Giant security walls have not enjoyed their place in history.  The GOP has taken a very rigid stance on immigration and border control (click here for a breakdown of recent statements made by GOP candidates regarding border security).  However, the Republican modern hero, President Ronald Reagan famously said “Mr. Gorbachev, tear down this wall” and then we all know what happened in Berlin shortly after.

Former republican Gary Johnson has actually decided to engage in a conversation on border security that avoids the typical clichés and talking points.  Mr. Johnson, former republican and now libertarian candidate for president, recently told Fox News “It should not be under-emphasized how much the violence on the border has to do with the prohibition of drugs, I think if we legalize marijuana, we will take a huge step toward a rational drug policy.” When asked about building a giant border fence, Gary Johnson responded by saying “It’s a no brainer, don’t build a fence; it’s an incredible waste of money.” The party of supposed fiscal conservatism may have a hard time selling Newt Gingrich’s moon base and extremely costly (approximately 3 million dollars per mile) border projects.

Many Americans truly want to see a new approach to marijuana reform, immigration, and border security.  Supporting marijuana reform would go a long way to appease patients and advocates.  Taking money and power out of cartel hands with new marijuana laws could also enhance the party’s credentials on border security.  Political strategists have identified cannabis supporters and immigrants as vulnerable groups for President Obama as many of them feel he did not live up to expectations on these issues.  However, if the policies of the GOP remain on the current path, those groups will likely (even if reluctantly) throw their support behind Barack Obama.
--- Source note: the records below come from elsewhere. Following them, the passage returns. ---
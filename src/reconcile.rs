//! # Entry Reconciler
//!
//! Applies one entry edit to one directory's index file, safely.
//!
//! Every write goes through the same bracket:
//!
//! 1. Read and parse the current index (if any) and compute the new content.
//!    If nothing would change, stop here: no snapshot, no write.
//! 2. Snapshot the existing file with the [`BackupManager`].
//! 3. Write the new content.
//! 4. Validate the result. If validation fails (or the write itself failed),
//!    put the pre-write content back and report the edit as failed.
//!
//! A freshly created index has no snapshot; rolling it back means removing it.

use std::fs;
use std::path::{Path, PathBuf};

use log::{error, info};

use crate::backup::{BackupManager, Snapshot};
use crate::config::HookConfig;
use crate::document::{Entry, IndexDocument, Upsert};
use crate::error::{Error, Result};
use crate::validate::missing_markers;

/// What a reconciliation did to the index file.
#[derive(Debug, Clone, PartialEq, Eq)]
pub enum Outcome {
    /// A new index file was written.
    Created,
    /// An existing index file was rewritten; `snapshot` holds its prior content.
    Updated { snapshot: Option<Snapshot> },
    /// The index already matched; nothing was written.
    Unchanged,
}

/// Edits index files below a repository root.
#[derive(Debug)]
pub struct Reconciler<'a> {
    root: &'a Path,
    config: &'a HookConfig,
    backups: BackupManager,
}

impl<'a> Reconciler<'a> {
    pub fn new(root: &'a Path, config: &'a HookConfig) -> Self {
        Self {
            root,
            config,
            backups: BackupManager::new(config.backup_dir.clone()),
        }
    }

    /// Index path for `directory`, relative to the repository root.
    pub fn index_path(&self, directory: &Path) -> PathBuf {
        directory.join(&self.config.index_file_name)
    }

    /// Set the entry for `file_name` in `directory`'s index to `summary`.
    pub fn upsert(&self, directory: &Path, file_name: &str, summary: &str) -> Result<Outcome> {
        let path = self.root.join(self.index_path(directory));
        let entry = Entry::new(file_name, summary);

        if !path.exists() {
            info!("creating '{}'", path.display());
            let mut doc = IndexDocument::new(
                &self.title_for(directory),
                &self.config.placeholder_description,
                &self.config.section_header,
            );
            doc.upsert(entry);
            self.create(&path, &doc.render())?;
            return Ok(Outcome::Created);
        }

        let current = fs::read_to_string(&path)?;
        let mut doc = IndexDocument::parse(&current, &self.config.section_header);
        match doc.upsert(entry) {
            Upsert::Unchanged => {
                info!("'{}' already up to date for '{}'", path.display(), file_name);
                Ok(Outcome::Unchanged)
            }
            _ => {
                info!("updating '{}'", path.display());
                let snapshot = self.replace(&path, &doc.render())?;
                Ok(Outcome::Updated { snapshot })
            }
        }
    }

    /// Remove every entry for `file_name` from `directory`'s index.
    pub fn remove(&self, directory: &Path, file_name: &str) -> Result<Outcome> {
        let path = self.root.join(self.index_path(directory));
        if !path.exists() {
            return Ok(Outcome::Unchanged);
        }

        let current = fs::read_to_string(&path)?;
        let mut doc = IndexDocument::parse(&current, &self.config.section_header);
        if doc.remove(file_name) == 0 {
            info!("no entry for '{}' in '{}'", file_name, path.display());
            return Ok(Outcome::Unchanged);
        }

        info!("removing '{}' from '{}'", file_name, path.display());
        let snapshot = self.replace(&path, &doc.render())?;
        Ok(Outcome::Updated { snapshot })
    }

    fn title_for(&self, directory: &Path) -> String {
        directory
            .file_name()
            .map(|name| name.to_string_lossy().into_owned())
            .unwrap_or_else(|| self.config.root_title.clone())
    }

    /// Write a brand-new index; on failure the file is removed again.
    fn create(&self, path: &Path, content: &str) -> Result<()> {
        if let Some(parent) = path.parent() {
            fs::create_dir_all(parent)?;
        }
        let written = fs::write(path, content).map_err(Error::from).and_then(|_| self.check(path));
        if let Err(e) = written {
            if path.exists() {
                if let Err(remove_err) = fs::remove_file(path) {
                    error!("could not remove invalid '{}': {}", path.display(), remove_err);
                }
            }
            return Err(e);
        }
        Ok(())
    }

    /// Snapshot, overwrite and validate an existing index.
    fn replace(&self, path: &Path, content: &str) -> Result<Option<Snapshot>> {
        let snapshot = self.backups.snapshot(path);
        let written = fs::write(path, content).map_err(Error::from).and_then(|_| self.check(path));
        match written {
            Ok(()) => Ok(snapshot),
            Err(e) => {
                error!("write to '{}' failed: {}", path.display(), e);
                match &snapshot {
                    Some(snapshot) if self.backups.restore(path, snapshot) => Err(e),
                    Some(_) => Err(Error::Restore {
                        path: path.to_path_buf(),
                        message: format!("rollback after failed write did not complete: {}", e),
                    }),
                    None => Err(e),
                }
            }
        }
    }

    fn check(&self, path: &Path) -> Result<()> {
        let content = fs::read_to_string(path)?;
        let missing = missing_markers(&content, &self.config.section_header);
        if missing.is_empty() {
            Ok(())
        } else {
            Err(Error::Validation {
                path: path.to_path_buf(),
                missing,
            })
        }
    }
}
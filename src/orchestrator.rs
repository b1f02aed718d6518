//! # Orchestrator
//!
//! Drives one hook run over the most recent commit:
//!
//! 1. Warn about index files that were edited by hand in the commit.
//! 2. Fetch and classify the commit's changes. A git failure or an empty
//!    change list ends the run successfully.
//! 3. Process events strictly in order. Added and modified files are
//!    summarized and upserted; deleted files are removed from their index.
//!    A failed event is recorded and the loop moves on.
//!
//! The [`RunReport`] carries the index files that were touched and the events
//! that failed; any failure makes the run fail.

use std::collections::BTreeSet;
use std::fs;
use std::path::{Path, PathBuf};

use log::{error, info, warn};

use crate::classify::{ChangeEvent, ChangeKind, Classifier};
use crate::config::HookConfig;
use crate::error::Result;
use crate::exit_codes;
use crate::git::ChangeSource;
use crate::reconcile::{Outcome, Reconciler};
use crate::summarize::{summarize_with_retry, Summarizer};

/// Result of one run.
#[derive(Debug, Default, Clone, PartialEq, Eq)]
pub struct RunReport {
    /// Repository-relative index paths written or confirmed by an event.
    pub touched: BTreeSet<PathBuf>,
    /// Events that could not be applied, in processing order.
    pub failed: Vec<(ChangeKind, String)>,
}

impl RunReport {
    pub fn is_success(&self) -> bool {
        self.failed.is_empty()
    }

    pub fn exit_code(&self) -> u8 {
        if self.is_success() {
            exit_codes::SUCCESS
        } else {
            exit_codes::FAILURE
        }
    }
}

pub struct Orchestrator<'a> {
    root: &'a Path,
    config: &'a HookConfig,
    source: &'a dyn ChangeSource,
    summarizer: &'a dyn Summarizer,
}

impl<'a> Orchestrator<'a> {
    pub fn new(
        root: &'a Path,
        config: &'a HookConfig,
        source: &'a dyn ChangeSource,
        summarizer: &'a dyn Summarizer,
    ) -> Self {
        Self {
            root,
            config,
            source,
            summarizer,
        }
    }

    pub fn run(&self) -> RunReport {
        let mut report = RunReport::default();
        self.warn_hand_edited();

        let raw = match self.source.name_status() {
            Ok(raw) => raw,
            Err(e) => {
                warn!("could not read the commit's changes, nothing to do: {}", e);
                return report;
            }
        };
        let events = Classifier::new(self.config).classify(&raw);
        if events.is_empty() {
            info!("no indexable changes in this commit");
            return report;
        }

        let reconciler = Reconciler::new(self.root, self.config);
        for event in &events {
            info!("processing {} {}", event.kind, event.path);
            match self.apply(&reconciler, event) {
                Ok(outcome) => {
                    let index = reconciler.index_path(Path::new(event.directory()));
                    if outcome != Outcome::Unchanged || self.root.join(&index).exists() {
                        report.touched.insert(index);
                    }
                }
                Err(e) => {
                    error!("failed to update index for {} {}: {}", event.kind, event.path, e);
                    report.failed.push((event.kind, event.path.clone()));
                }
            }
        }
        report
    }

    fn apply(&self, reconciler: &Reconciler<'_>, event: &ChangeEvent) -> Result<Outcome> {
        let directory = Path::new(event.directory());
        match event.kind {
            ChangeKind::Added | ChangeKind::Modified => {
                let summary = self.summary_for(&event.path);
                reconciler.upsert(directory, event.file_name(), &summary)
            }
            ChangeKind::Deleted => reconciler.remove(directory, event.file_name()),
        }
    }

    fn summary_for(&self, path: &str) -> String {
        let bytes = match fs::read(self.root.join(path)) {
            Ok(bytes) => bytes,
            Err(e) => {
                warn!("could not read '{}': {}", path, e);
                Vec::new()
            }
        };
        if bytes.is_empty() {
            return self.config.empty_file_summary.clone();
        }

        let content = String::from_utf8_lossy(&bytes);
        summarize_with_retry(self.summarizer, path, &content, self.config.max_retries)
            .into_summary(&self.config.fallback_summary)
    }

    fn warn_hand_edited(&self) {
        let paths = match self.source.changed_paths() {
            Ok(paths) => paths,
            Err(_) => return,
        };
        for path in paths {
            let file_name = path.rsplit('/').next().unwrap_or(&path);
            if file_name == self.config.index_file_name {
                warn!(
                    "'{}' was edited by hand in this commit; automatic updates may overwrite those edits",
                    path
                );
            }
        }
    }
}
We have to ask ourselves how effective a giant barrier is going to be dividing the Mexican and US border.  For one, marijuana.net recently ran a story that described the massively complex tunnel system cartel members are using to smuggle in marijuana.  A giant wall will likely result in more cartel resources being directed at the often undetectable tunnels.  In a sense, the fence may drive the problems underground, literally, with security becoming even more of a concern.  Does ignoring a problem and erecting a barrier ever truly deal with any of our problems on either an emotional or physical level?  If we had a problem with our next door neighbor we would not request tax dollars during a troubled economy to separate two homes from view of each other.  Additionally, if we erected such massive wall, what would we do about Canada?  Would criminals and terrorists direct their efforts to the even larger border we share with Canada?  Sooner than later America will set aside all the emotionally charged rhetoric against marijuana and decide to simultaneously improve our security, economic, and healthcare concerns.